The poet Mary Oliver expresses this note of joie de vivre in her poem, ‘When Death Comes’:
When death comes
like the hungry bear in autumn;
when death comes and takes all the bright coins from his purse
to buy me, and snaps the purse shut;
when death comes
like the measle-pox;
when death comes
like an iceberg between the shoulder blades,
I want to step through the door full of curiosity, wondering:
what is it going to be like, that cottage of darkness?
And therefore I look upon everything
as a brotherhood and a sisterhood,
and I look upon time as no more than an idea,
and I consider eternity as another possibility,
and I think of each life as a flower, as common
as a field daisy, and as singular,
and each name a comfortable music in the mouth,
tending, as all music does, toward silence,
and each body a lion of courage, and something
precious to the earth.
When it’s over, I want to say: all my life
I was a bride married to amazement.
I was the bridegroom, taking the world into my arms.
When it’s over, I don’t want to wonder
if I have made of my life something particular, and real.

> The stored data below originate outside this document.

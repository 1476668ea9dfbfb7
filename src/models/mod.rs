pub mod admins;
pub mod forms;
pub mod media;
pub mod pagination;
pub mod participants;
pub mod partners;
pub mod quotes;
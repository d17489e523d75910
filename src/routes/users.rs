use axum::{
    extract::{Path, Query, State},
    http::StatusCode,
    Json,
};
use serde::Deserialize;
use serde_json::{json, Value};
use uuid::Uuid;

use crate::{
    middleware::authz::Capability,
    models::{
        auth::AuthenticatedUser,
        user::{SetRoleRequest, User, UserProfile},
    },
    services::audit,
    workflow::role_change_allowed,
    AppState,
};

const USER_COLS: &str =
    "id, email, password_hash, display_name, role, is_super_admin,
     department, responsible_classes, is_active, created_at, updated_at";

#[derive(Deserialize)]
pub struct UserListQuery {
    pub role: Option<String>,
}

/// GET /users?role= — staff/parent directory at manager and up. The pending
/// listing is the onboarding queue and stays director-only.
pub async fn list_users(
    State(state): State<AppState>,
    user: AuthenticatedUser,
    Query(params): Query<UserListQuery>,
) -> Result<Json<Value>, (StatusCode, Json<Value>)> {
    if params.role.as_deref() == Some("pending") {
        user.require(Capability::ManageStaff)?;
    } else {
        user.require(Capability::ViewStaffDirectory)?;
    }

    let users = if let Some(role) = &params.role {
        sqlx::query_as::<_, User>(&format!(
            "SELECT {USER_COLS} FROM users
             WHERE is_active = TRUE AND role = $1
             ORDER BY created_at DESC"
        ))
        .bind(role)
        .fetch_all(&state.db)
        .await
    } else {
        sqlx::query_as::<_, User>(&format!(
            "SELECT {USER_COLS} FROM users WHERE is_active = TRUE
             ORDER BY role, display_name"
        ))
        .fetch_all(&state.db)
        .await
    }
    .map_err(|e| {
        (
            StatusCode::INTERNAL_SERVER_ERROR,
            Json(json!({ "error": e.to_string() })),
        )
    })?;

    let profiles: Vec<UserProfile> = users.into_iter().map(Into::into).collect();
    Ok(Json(serde_json::to_value(profiles).unwrap()))
}

/// PUT /users/{id}/role — director promotes a pending user, or adjusts a
/// staff member's department and class assignments.
pub async fn set_role(
    State(state): State<AppState>,
    user: AuthenticatedUser,
    Path(target_id): Path<Uuid>,
    Json(body): Json<SetRoleRequest>,
) -> Result<Json<Value>, (StatusCode, Json<Value>)> {
    user.require(Capability::ManageStaff)?;

    let current_role: Option<String> =
        sqlx::query_scalar("SELECT role FROM users WHERE id = $1 AND is_active = TRUE")
            .bind(target_id)
            .fetch_optional(&state.db)
            .await
            .map_err(|e| {
                (
                    StatusCode::INTERNAL_SERVER_ERROR,
                    Json(json!({ "error": e.to_string() })),
                )
            })?;
    let current_role = current_role.ok_or((
        StatusCode::NOT_FOUND,
        Json(json!({ "error": "User not found" })),
    ))?;

    let target_role = body.role.to_string();
    // Every role write goes through the transition table; in particular there
    // is no path back to pending for anyone.
    if !role_change_allowed(&current_role, &target_role) {
        return Err((
            StatusCode::UNPROCESSABLE_ENTITY,
            Json(json!({
                "error": format!("Cannot change role from '{current_role}' to '{target_role}'")
            })),
        ));
    }

    let updated = sqlx::query_as::<_, User>(&format!(
        "UPDATE users SET
             role                = $2,
             department          = COALESCE($3, department),
             responsible_classes = COALESCE($4, responsible_classes),
             updated_at          = NOW()
         WHERE id = $1
         RETURNING {USER_COLS}"
    ))
    .bind(target_id)
    .bind(&target_role)
    .bind(&body.department)
    .bind(&body.responsible_classes)
    .fetch_one(&state.db)
    .await
    .map_err(|e| {
        (
            StatusCode::INTERNAL_SERVER_ERROR,
            Json(json!({ "error": e.to_string() })),
        )
    })?;

    audit::record(
        state.db.clone(),
        user.user_id,
        "PROMOTE_USER",
        format!("user={} {} -> {}", updated.email, current_role, target_role),
    );

    let profile: UserProfile = updated.into();
    Ok(Json(serde_json::to_value(profile).unwrap()))
}

/// DELETE /users/{id} — deactivation, the removal path for onboarding and
/// staff alike.
pub async fn deactivate_user(
    State(state): State<AppState>,
    user: AuthenticatedUser,
    Path(target_id): Path<Uuid>,
) -> Result<Json<Value>, (StatusCode, Json<Value>)> {
    user.require(Capability::ManageStaff)?;

    if target_id == user.user_id {
        return Err((
            StatusCode::BAD_REQUEST,
            Json(json!({ "error": "Cannot remove your own account" })),
        ));
    }

    let email: Option<String> = sqlx::query_scalar(
        "UPDATE users SET is_active = FALSE, updated_at = NOW()
         WHERE id = $1 AND is_active = TRUE
         RETURNING email",
    )
    .bind(target_id)
    .fetch_optional(&state.db)
    .await
    .map_err(|e| {
        (
            StatusCode::INTERNAL_SERVER_ERROR,
            Json(json!({ "error": e.to_string() })),
        )
    })?;

    let email = email.ok_or((
        StatusCode::NOT_FOUND,
        Json(json!({ "error": "User not found" })),
    ))?;

    audit::record(
        state.db.clone(),
        user.user_id,
        "REMOVE_USER",
        format!("user={email}"),
    );

    Ok(Json(json!({ "ok": true })))
}
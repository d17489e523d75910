use axum::{
    extract::{Path, State},
    http::StatusCode,
    Json,
};
use serde_json::{json, Value};
use uuid::Uuid;

use crate::{
    middleware::authz::Capability,
    models::{
        auth::AuthenticatedUser,
        pickup::{AdvanceRequest, EnqueueRequest},
    },
    services::{
        pickup::{AdvanceOutcome, PickupService},
        realtime::{self, FeedEvent, PICKUP_CHANNEL},
    },
    AppState,
};

/// GET /pickup — board partitioned into pending and arrived.
pub async fn board(
    State(state): State<AppState>,
    user: AuthenticatedUser,
) -> Result<Json<Value>, (StatusCode, Json<Value>)> {
    user.require(Capability::ViewPickup)?;
    PickupService::board(&state.db)
        .await
        .map(|b| Json(serde_json::to_value(b).unwrap()))
        .map_err(|e| {
            (
                StatusCode::INTERNAL_SERVER_ERROR,
                Json(json!({ "error": e.to_string() })),
            )
        })
}

/// POST /pickup — enqueue by student name; creates the student if new.
pub async fn enqueue(
    State(state): State<AppState>,
    user: AuthenticatedUser,
    Json(body): Json<EnqueueRequest>,
) -> Result<(StatusCode, Json<Value>), (StatusCode, Json<Value>)> {
    user.require(Capability::ManagePickup)?;

    let entry = PickupService::enqueue(&state.db, &body.student_name)
        .await
        .map_err(|e| {
            (
                StatusCode::BAD_REQUEST,
                Json(json!({ "error": e.to_string() })),
            )
        })?;

    let mut redis = state.redis.clone();
    realtime::publish(
        &mut redis,
        PICKUP_CHANNEL,
        &FeedEvent {
            kind: "pickup_enqueued",
            entity_id: entry.id,
            payload: &entry,
        },
    )
    .await;

    Ok((StatusCode::CREATED, Json(serde_json::to_value(entry).unwrap())))
}

/// POST /pickup/{id}/advance — next status must be the legal successor.
pub async fn advance(
    State(state): State<AppState>,
    user: AuthenticatedUser,
    Path(entry_id): Path<Uuid>,
    Json(body): Json<AdvanceRequest>,
) -> Result<Json<Value>, (StatusCode, Json<Value>)> {
    user.require(Capability::ManagePickup)?;

    match PickupService::advance(&state.db, entry_id, &body.next_status)
        .await
        .map_err(|e| {
            (
                StatusCode::INTERNAL_SERVER_ERROR,
                Json(json!({ "error": e.to_string() })),
            )
        })? {
        AdvanceOutcome::Advanced(entry) => {
            let mut redis = state.redis.clone();
            realtime::publish(
                &mut redis,
                PICKUP_CHANNEL,
                &FeedEvent {
                    kind: "pickup_advanced",
                    entity_id: entry.id,
                    payload: &entry,
                },
            )
            .await;
            Ok(Json(serde_json::to_value(entry).unwrap()))
        }
        AdvanceOutcome::Illegal(e) => Err((
            StatusCode::UNPROCESSABLE_ENTITY,
            Json(json!({ "error": e.to_string() })),
        )),
        AdvanceOutcome::NotFound => Err((
            StatusCode::NOT_FOUND,
            Json(json!({ "error": "Queue entry not found" })),
        )),
    }
}
pub mod announcements;
pub mod audit_log;
pub mod auth;
pub mod contact_book;
pub mod grades;
pub mod health;
pub mod leaves;
pub mod messages;
pub mod photos;
pub mod pickup;
pub mod reports;
pub mod students;
pub mod users;
pub mod websocket;
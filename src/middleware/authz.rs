//! Central authorization context. Every handler consults the typed capability
//! set derived from the caller's role instead of comparing role strings ad hoc.

use axum::http::StatusCode;
use axum::Json;
use serde_json::{json, Value};

use crate::models::auth::AuthenticatedUser;
use crate::models::user::Role;

#[derive(Debug, Clone, Copy, PartialEq, Eq)]
pub enum Capability {
    ViewAnnouncements,
    ManageAnnouncements,
    ViewContactBook,
    WriteContactBook,
    SignContactBook,
    ViewLeaves,
    RequestLeave,
    DecideLeave,
    ViewPickup,
    ManagePickup,
    ViewGrades,
    RecordGrades,
    ManageStudents,
    ViewStaffDirectory,
    ManageStaff,
    ViewReports,
    SendMessages,
}

impl Role {
    pub fn capabilities(&self) -> &'static [Capability] {
        use Capability::*;
        match self {
            // Pending accounts can authenticate but do nothing until approved.
            Role::Pending => &[],
            // Parents view their own children's data (scoping lives in the
            // queries) and the lobby pickup board.
            Role::Parent => &[
                ViewAnnouncements,
                ViewContactBook,
                SignContactBook,
                ViewLeaves,
                RequestLeave,
                ViewPickup,
                ViewGrades,
                SendMessages,
            ],
            Role::Teacher => &[
                ViewAnnouncements,
                ManageAnnouncements,
                ViewContactBook,
                WriteContactBook,
                ViewLeaves,
                DecideLeave,
                ViewPickup,
                ManagePickup,
                ViewGrades,
                RecordGrades,
                ManageStudents,
                SendMessages,
            ],
            Role::Manager => &[
                ViewAnnouncements,
                ManageAnnouncements,
                ViewContactBook,
                WriteContactBook,
                ViewLeaves,
                DecideLeave,
                ViewPickup,
                ManagePickup,
                ViewGrades,
                RecordGrades,
                ManageStudents,
                ViewStaffDirectory,
                ViewReports,
                SendMessages,
            ],
            Role::Director => &[
                ViewAnnouncements,
                ManageAnnouncements,
                ViewContactBook,
                WriteContactBook,
                ViewLeaves,
                DecideLeave,
                ViewPickup,
                ManagePickup,
                ViewGrades,
                RecordGrades,
                ManageStudents,
                ViewStaffDirectory,
                ManageStaff,
                ViewReports,
                SendMessages,
            ],
        }
    }

    pub fn can(&self, cap: Capability) -> bool {
        self.capabilities().contains(&cap)
    }
}

impl AuthenticatedUser {
    /// Gate a handler on one capability; mismatch is a blocking 403.
    pub fn require(&self, cap: Capability) -> Result<(), (StatusCode, Json<Value>)> {
        if self.role.can(cap) {
            Ok(())
        } else {
            Err((StatusCode::FORBIDDEN, Json(json!({ "error": "Access denied" }))))
        }
    }

    /// Audit-log reads are gated on the super-admin flag, not the role.
    pub fn require_super_admin(&self) -> Result<(), (StatusCode, Json<Value>)> {
        if self.is_super_admin {
            Ok(())
        } else {
            Err((StatusCode::FORBIDDEN, Json(json!({ "error": "Access denied" }))))
        }
    }
}

#[cfg(test)]
mod tests {
    use super::*;

    #[test]
    fn pending_has_no_capabilities() {
        assert!(Role::Pending.capabilities().is_empty());
    }

    #[test]
    fn parents_sign_but_never_write() {
        assert!(Role::Parent.can(Capability::SignContactBook));
        assert!(!Role::Parent.can(Capability::WriteContactBook));
        assert!(!Role::Parent.can(Capability::DecideLeave));
        assert!(!Role::Parent.can(Capability::ViewReports));
    }

    #[test]
    fn parents_view_their_domains_but_never_act_on_them() {
        for cap in [
            Capability::ViewLeaves,
            Capability::ViewPickup,
            Capability::ViewGrades,
        ] {
            assert!(Role::Parent.can(cap));
        }
        assert!(!Role::Parent.can(Capability::ManagePickup));
        assert!(!Role::Parent.can(Capability::RecordGrades));
    }

    #[test]
    fn staff_directory_is_manager_and_up() {
        assert!(!Role::Parent.can(Capability::ViewStaffDirectory));
        assert!(!Role::Teacher.can(Capability::ViewStaffDirectory));
        assert!(Role::Manager.can(Capability::ViewStaffDirectory));
        assert!(Role::Director.can(Capability::ViewStaffDirectory));
    }

    #[test]
    fn only_directors_manage_staff() {
        for role in [Role::Pending, Role::Parent, Role::Teacher, Role::Manager] {
            assert!(!role.can(Capability::ManageStaff), "{role} must not manage staff");
        }
        assert!(Role::Director.can(Capability::ManageStaff));
    }

    #[test]
    fn reports_are_manager_and_up() {
        assert!(!Role::Teacher.can(Capability::ViewReports));
        assert!(Role::Manager.can(Capability::ViewReports));
        assert!(Role::Director.can(Capability::ViewReports));
    }
}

I don’t want to find myself sighing and frightened,
or full of argument.
I don’t want to end up simply having visited this world.
Whatever intoxicant gets in the way of our ‘proceeding with clarity’ – literal excesses, addictions to the habit of ‘group think’ that clouds our judgement and obscures the world of facts, or the avoidance of difficult but important life challenges – ditch it if you can. And embrace your life ‘like a bride married to amazement’ or a ‘bridegroom taking the world in [their] arms’.
And proceed with an unclouded mind – or at least with a bit more clarity.